So, I've already kicked things off on Insomnia with the December 2019 award. First off, all the major releases for that month have been reviewed, which is a first for the site, and what's more I think you will agree it looks gorgeous:
The styling is still under development and could certainly be improved, but just simply seeing the banners listed like this in chronological order and with the star ratings next to them takes videogame journalism and criticism to another level, I think. It puts an end to the utter chaos that prevails on all the other sites, where no one ever tries to impose some order to this chaos and where random previews and reviews are thrown at the frontpage only to quickly disappear and never be seen or discussed again. How can your site presume to speak on the game of the year when it hasn't even analyzed as much as a quarter of the games that came out that year? Of the important games even? Of course in this sheer confusion you will miss all the gems like the Factorios, the Rusts, and the PAs, and you'll end up thinking that Dragon Age: Inquisition or Overwatch are GOTYs, or even decent games at all. Meanwhile, I will already have a shortlist of the best games of the year come December, since I will have painstakingly selected 12 Games of the Month throughout the year from which to make my choice. All the analysis that will be invested towards finding those 12 games will be the groundwork on which to make the definitive, most comprehensively-researched and therefore most authoritative choice, a choice in which I will therefore be able to have some confidence on which to build further analysis in theory essays or grand narratives as seen in my Game of the Decade feature, all the while the clueless morons in all the other sites and *sigh* YouTube won't even know half of the games that exist. And that's being generous with them!

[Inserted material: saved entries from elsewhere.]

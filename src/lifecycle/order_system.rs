use crate::clients::{MenuClient, OrderClient, UserClient};
use crate::config::{Config, ServiceEndpointConfig};
use crate::discovery::{ConnectionCache, InMemoryRegistry, ServiceInstance};
use crate::gateway::{Gateway, ServiceNames};
use crate::order_service::{OrderOrchestrator, OrderQueryService, OrderService};
use crate::rpc::{
    serve, CatalogService, Network, OrderRpcService, RpcService, TransportError,
    UserDirectoryService,
};
use crate::validation::{RemoteCatalogValidator, RemoteUserValidator};
use std::sync::Arc;
use tokio::task::JoinHandle;
use tracing::{error, info};

/// The whole pipeline running in one process.
///
/// # Example
///
/// ```rust
/// use order_pipeline::config::Config;
/// use order_pipeline::lifecycle::OrderSystem;
/// use order_pipeline::model::{CreateOrderRequest, MenuItemCreate, OrderLine, UserCreate};
///
/// #[tokio::main]
/// async fn main() -> Result<(), Box<dyn std::error::Error>> {
///     let system = OrderSystem::start(Config::default()).await?;
///
///     let user = system.gateway.create_user(UserCreate::new("Ana", "ana@example.com")).await?;
///     let item = system.gateway.create_menu_item(MenuItemCreate::new("Tea", 1.5)).await?;
///     let order = system
///         .gateway
///         .create_order(CreateOrderRequest::new(user.id, vec![OrderLine::new(item.id, 2)]))
///         .await?;
///     assert_eq!(order.status, "pending");
///
///     system.shutdown().await?;
///     Ok(())
/// }
/// ```
pub struct OrderSystem {
    /// Entry point for external callers.
    pub gateway: Gateway,

    /// Health-checked catalog every service registers in.
    pub registry: Arc<InMemoryRegistry>,

    /// Direct handles on the stores, bypassing RPC.
    pub user_client: UserClient,
    pub menu_client: MenuClient,
    pub order_client: OrderClient,

    servers: Vec<JoinHandle<()>>,
    actors: Vec<JoinHandle<()>>,
}

impl OrderSystem {
    /// Starts every actor and server and registers the services.
    ///
    /// Fails if any configured address is already bound on the network.
    pub async fn start(config: Config) -> Result<Self, TransportError> {
        let network = Network::new(config.transport.call_timeout());
        Self::start_on(config, network).await
    }

    /// Like [`start`](Self::start), on an existing network. Calls use that network's
    /// timeout.
    pub async fn start_on(config: Config, network: Network) -> Result<Self, TransportError> {
        let mailbox = config.actors.mailbox_size;

        // 1. Stores
        let (user_actor, user_client) = crate::user_actor::new(mailbox);
        let (menu_actor, menu_client) = crate::menu_actor::new(mailbox);
        let (order_actor, order_client) = crate::order_actor::new(mailbox);
        let actors = vec![
            tokio::spawn(user_actor.run()),
            tokio::spawn(menu_actor.run()),
            tokio::spawn(order_actor.run()),
        ];

        let registry = Arc::new(InMemoryRegistry::new());
        let mut servers = Vec::new();

        // 2-3. Services
        let booted = launch_services(
            &config,
            &network,
            &registry,
            (&user_client, &menu_client, &order_client),
            &mut servers,
        )
        .await;
        if let Err(e) = booted {
            error!(error = %e, "Boot failed");
            for server in &servers {
                server.abort();
            }
            return Err(e);
        }

        // 4. Gateway
        let gateway = Gateway::new(
            ConnectionCache::new(registry.clone(), Arc::new(network)),
            ServiceNames::from(&config.services),
        );

        info!("Order system started");
        Ok(Self {
            gateway,
            registry,
            user_client,
            menu_client,
            order_client,
            servers,
            actors,
        })
    }

    /// Gracefully shuts down the entire system.
    ///
    /// Returns an error if any actor task panicked.
    pub async fn shutdown(self) -> Result<(), String> {
        info!("Shutting down system...");

        // Servers own store clients; stopping them releases those clones
        for server in &self.servers {
            server.abort();
        }
        for server in self.servers {
            if let Err(e) = server.await {
                if !e.is_cancelled() {
                    error!(error = %e, "Server task failed");
                }
            }
        }

        drop(self.gateway);
        drop(self.user_client);
        drop(self.menu_client);
        drop(self.order_client);

        let mut failed = 0;
        for handle in self.actors {
            if let Err(e) = handle.await {
                error!(error = %e, "Actor task failed");
                failed += 1;
            }
        }

        if failed > 0 {
            return Err(format!("{failed} actor task(s) failed during shutdown"));
        }
        info!("System shutdown complete");
        Ok(())
    }
}

async fn launch_services(
    config: &Config,
    network: &Network,
    registry: &Arc<InMemoryRegistry>,
    (user_client, menu_client, order_client): (&UserClient, &MenuClient, &OrderClient),
    servers: &mut Vec<JoinHandle<()>>,
) -> Result<(), TransportError> {
    let services = &config.services;

    let users = UserDirectoryService::new(&services.user.name, user_client.clone());
    servers.push(launch(network, registry, &services.user, users).await?);

    let catalog = CatalogService::new(&services.menu.name, menu_client.clone());
    servers.push(launch(network, registry, &services.menu, catalog).await?);

    let cache = Arc::new(ConnectionCache::new(
        registry.clone(),
        Arc::new(network.clone()),
    ));
    let orchestrator = OrderOrchestrator::new(
        RemoteUserValidator::new(cache.clone(), &services.user.name),
        RemoteCatalogValidator::new(cache, &services.menu.name),
        order_client.clone(),
    );
    let orders = OrderService::new(orchestrator, OrderQueryService::new(order_client.clone()));
    let order_rpc = OrderRpcService::new(&services.order.name, orders);
    servers.push(launch(network, registry, &services.order, order_rpc).await?);

    Ok(())
}

/// Binds `endpoint`, starts serving `service` on it and registers it.
async fn launch<S: RpcService>(
    network: &Network,
    registry: &InMemoryRegistry,
    endpoint: &ServiceEndpointConfig,
    service: S,
) -> Result<JoinHandle<()>, TransportError> {
    let listener = network.bind(&endpoint.address, endpoint.port).await?;
    let handle = tokio::spawn(serve(listener, Arc::new(service)));
    registry
        .register(ServiceInstance::new(
            &endpoint.name,
            &endpoint.address,
            endpoint.port,
        ))
        .await;
    Ok(handle)
}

So my ultimate goal with the Game of the Month project is for Insomnia to host reviews of all major releases, and as many of the minor ones as possible... all the way back to Spacewar in 1962. And yes, I realize how crazy this sounds, but a man has to have a hobby, and this is one of mine. If I live another 30 years, I should be able to accomplish it, while at the same time keeping the frontpage up to date with every notable release from now on. And if I don't live that long... I have showed you how it's done, and hopefully others will be inspired to carry the torch after I am gone (they'll probably suck though, because I've never met a gamer so far who has the critical capacity to do a tenth of what I am doing. Just sayin'.)
P.S. It goes without saying that a Game of the Decade is also Game of the Year and Game of the Month, for the year and month of its release, just as a Game of the Year is also Game of the Month for the month of its release. So when you see only the GOTD or the GOTY banner on the frontpage, understand the inferior banners are included in them.
P.P.S. By clicking on a GOTM banner on the frontpage—those little vertical strips of 18x136 pixels next to the game's banner on the release schedule—you are sent to the Game of the Month thread for that month. It makes it easier to find those threads than by searching for them in the forum. (And if you click on a GOTY or GOTD banner, you get sent to the respective features.)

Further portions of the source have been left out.